¿Cómo demonios te mudas a otro país a base de dos maletas, otro par de brazos y unos límites de volumen/peso ridículos establecidos por la mayor parte de las aerolíneas? Esa es la pregunta en torno a la que giran mis pensamientos en los últimos días. Ante mi más que evidente incapacidad resolutiva, me encuentro la víspera (¿Ya?) de mi partida frente a frente con el ordenador, intentando, valga la redundancia, ordenar mis ideas, y sobre todo, mi equipaje.

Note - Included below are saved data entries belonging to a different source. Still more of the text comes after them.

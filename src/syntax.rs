//! Shared oxc parsing helpers.

use crate::error::{BuildError, BuildResult};
use oxc_allocator::Allocator;
use oxc_ast::ast::Program;
use oxc_parser::Parser;
use oxc_span::SourceType;
use std::path::Path;

/// `.ts` files are parsed without JSX so `<T>(x)` stays a cast; everything else allows JSX.
pub fn source_type_for(path: &Path) -> SourceType {
    let ext = path
        .extension()
        .and_then(|e| e.to_str())
        .unwrap_or("")
        .to_ascii_lowercase();
    let source_type = SourceType::default().with_module(true);
    match ext.as_str() {
        "ts" | "mts" | "cts" => source_type.with_typescript(true),
        "tsx" => source_type.with_typescript(true).with_jsx(true),
        _ => source_type.with_jsx(true),
    }
}

pub fn is_typescript(path: &Path) -> bool {
    source_type_for(path).is_typescript()
}

/// Parse `source` as a module. The first parser diagnostic becomes a [`BuildError::Syntax`].
pub fn parse_program<'a>(
    allocator: &'a Allocator,
    source: &'a str,
    file: &Path,
) -> BuildResult<Program<'a>> {
    parse_with(allocator, source, file, source_type_for(file))
}

pub fn parse_with<'a>(
    allocator: &'a Allocator,
    source: &'a str,
    file: &Path,
    source_type: SourceType,
) -> BuildResult<Program<'a>> {
    let ret = Parser::new(allocator, source, source_type).parse();
    if let Some(first) = ret.errors.first() {
        return Err(BuildError::Syntax {
            file: file.to_path_buf(),
            message: first.to_string(),
        });
    }
    if ret.panicked {
        return Err(BuildError::Syntax {
            file: file.to_path_buf(),
            message: "parser aborted".to_string(),
        });
    }
    Ok(ret.program)
}

/// `(start, end, text)` span edit against the original source.
pub type Replacement = (u32, u32, String);

/// Apply non-overlapping span edits, last first so earlier offsets stay valid.
pub fn apply_replacements(source: &str, mut replacements: Vec<Replacement>) -> String {
    replacements.sort_by(|a, b| b.0.cmp(&a.0));

    let mut result = source.to_string();
    for (start, end, replacement) in replacements {
        result.replace_range((start as usize)..(end as usize), &replacement);
    }
    result
}

/// Escape a string for a double-quoted JS string literal.
pub fn js_string(s: &str) -> String {
    let mut out = String::with_capacity(s.len() + 2);
    out.push('"');
    for c in s.chars() {
        match c {
            '"' => out.push_str("\\\""),
            '\\' => out.push_str("\\\\"),
            '\n' => out.push_str("\\n"),
            '\r' => out.push_str("\\r"),
            '\t' => out.push_str("\\t"),
            '\u{2028}' => out.push_str("\\u2028"),
            '\u{2029}' => out.push_str("\\u2029"),
            c if (c as u32) < 0x20 => out.push_str(&format!("\\u{:04x}", c as u32)),
            c => out.push(c),
        }
    }
    out.push('"');
    out
}
fn import_bindings(decl: &ImportDeclaration<'_>) -> Vec<ImportBinding> {
    let Some(specifiers) = &decl.specifiers else {
        return Vec::new();
    };
    specifiers
        .iter()
        .filter(|s| !matches!(s, ImportDeclarationSpecifier::ImportSpecifier(s) if s.import_kind.is_type()))
        .map(|s| match s {
            ImportDeclarationSpecifier::ImportDefaultSpecifier(s) => ImportBinding {
                local: s.local.name.to_string(),
                imported: Imported::Name("default".to_string()),
            },
            ImportDeclarationSpecifier::ImportNamespaceSpecifier(s) => ImportBinding {
                local: s.local.name.to_string(),
                imported: Imported::Namespace,
            },
            ImportDeclarationSpecifier::ImportSpecifier(s) => ImportBinding {
                local: s.local.name.to_string(),
                imported: Imported::Name(export_name(&s.imported).to_string()),
            },
        })
        .collect()
}

/// Import statements for the bindings of `specifier` not hoisted yet.
fn external_imports(specifier: &str, bindings: &[ImportBinding]) -> Vec<String> {
    let source = js_string(specifier);
    let mut statements = Vec::new();
    let mut named = Vec::new();
    for binding in bindings {
        match &binding.imported {
            Imported::Namespace => statements.push(format!("import * as {} from {};", binding.local, source)),
            Imported::Name(name) if *name == binding.local => named.push(binding.local.clone()),
            Imported::Name(name) => named.push(format!("{} as {}", property_key(name), binding.local)),
        }
    }
    if !named.is_empty() {
        statements.insert(0, format!("import {{ {} }} from {};", named.join(", "), source));
    }
    statements
}

fn declaration_names(declaration: &Declaration<'_>, out: &mut Vec<String>) {
    match declaration {
        Declaration::VariableDeclaration(var) => {
            for d in &var.declarations {
                binding_names(&d.id, out);
            }
        }
        Declaration::FunctionDeclaration(f) => {
            if let Some(id) = &f.id {
                out.push(id.name.to_string());
            }
        }
        Declaration::ClassDeclaration(c) => {
            if let Some(id) = &c.id {
                out.push(id.name.to_string());
            }
        }
        _ => {}
    }
}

Y entonces echo mano de mi todopoderosa Moleskine que, y esto si, sin dudarlo, irá la primera a la maleta, y observo las listas. Sí, listas. A eso me he dedicado las últimas semanas. A boli y con tachones. A la antigua. Como indica sabiamente mi madre. Listas para todo. Listas para no olvidar despedirme de nadie (Y aún así me ha faltado tiempo), listas de cosas que hacer, del tinte y del zapatero (porque tal y como diría mami, de nuevo, "hija, cómo vas a irte con las tapas gastadas, vaya impresión vas a dar"), listas de medicamentos (arsenal, diría yo, como si no hubiera farmacias en Alemania, Mamá), listas de cosas que NO hacer, listas de cosméticos varios y de zapatos y de trajes de chaqueta, y de bolsos, y de libros (y demasiados libros, ya sabéis). Listas de artículos tecnológicos, y de "por si acaso". Y de asuntos de última hora. De la última cerveza. De la última cena. Listas que te hacen creer que tienes todo controlado. Que el corazón no te va a mil cuando te asomas a la leve idea de la vida que te espera a la vuelta de la esquina. Listas que reconfortan, y que te recuerdan cómo Mamá siempre tiene razón. Listas, que al menos, sabes que te acompañarán en el camino hacia esa nueva vida, que te darán algo parecido a confianza al cerrar tras de ti la puerta de tu antiguo apartamento.
Y listas que maldecirás cuando te des cuenta de que Mamá olvidó recordarte meter Clinex en la maleta. Muchos muchos Clinex.